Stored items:
......
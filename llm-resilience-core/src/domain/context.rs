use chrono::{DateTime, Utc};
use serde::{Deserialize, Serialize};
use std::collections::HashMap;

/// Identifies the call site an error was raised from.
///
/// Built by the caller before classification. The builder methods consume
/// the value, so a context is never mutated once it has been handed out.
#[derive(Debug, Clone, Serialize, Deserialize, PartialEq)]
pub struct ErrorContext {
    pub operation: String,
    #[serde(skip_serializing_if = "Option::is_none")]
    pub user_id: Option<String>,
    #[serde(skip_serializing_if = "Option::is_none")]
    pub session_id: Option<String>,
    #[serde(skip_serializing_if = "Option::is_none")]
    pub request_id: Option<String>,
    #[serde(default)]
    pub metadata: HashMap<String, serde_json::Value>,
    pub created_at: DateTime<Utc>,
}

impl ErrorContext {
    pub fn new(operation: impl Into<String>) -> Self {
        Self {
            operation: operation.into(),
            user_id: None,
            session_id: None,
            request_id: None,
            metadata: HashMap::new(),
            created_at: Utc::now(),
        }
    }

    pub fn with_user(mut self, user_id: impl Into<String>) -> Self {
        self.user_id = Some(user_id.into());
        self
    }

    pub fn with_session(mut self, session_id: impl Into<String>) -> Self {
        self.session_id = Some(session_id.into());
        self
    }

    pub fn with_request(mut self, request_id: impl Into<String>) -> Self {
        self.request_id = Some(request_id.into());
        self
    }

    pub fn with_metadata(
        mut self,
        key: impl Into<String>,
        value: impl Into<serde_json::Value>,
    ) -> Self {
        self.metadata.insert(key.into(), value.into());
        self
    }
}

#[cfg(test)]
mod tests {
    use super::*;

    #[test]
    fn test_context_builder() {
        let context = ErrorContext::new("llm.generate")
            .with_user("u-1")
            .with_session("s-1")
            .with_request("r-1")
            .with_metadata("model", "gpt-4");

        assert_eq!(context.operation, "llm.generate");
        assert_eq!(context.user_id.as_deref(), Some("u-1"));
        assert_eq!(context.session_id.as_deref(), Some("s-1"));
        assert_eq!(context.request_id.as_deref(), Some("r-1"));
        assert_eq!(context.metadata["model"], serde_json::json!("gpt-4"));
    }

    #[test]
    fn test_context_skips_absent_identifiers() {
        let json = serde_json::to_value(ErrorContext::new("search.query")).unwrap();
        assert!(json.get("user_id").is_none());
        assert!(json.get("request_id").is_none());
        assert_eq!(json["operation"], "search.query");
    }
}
......
## What to work on
Every line in the records that holds the word "DateTime" should be copied into the answer.

## Answer space
use chrono::{DateTime, Utc};
    pub created_at: DateTime<Utc>,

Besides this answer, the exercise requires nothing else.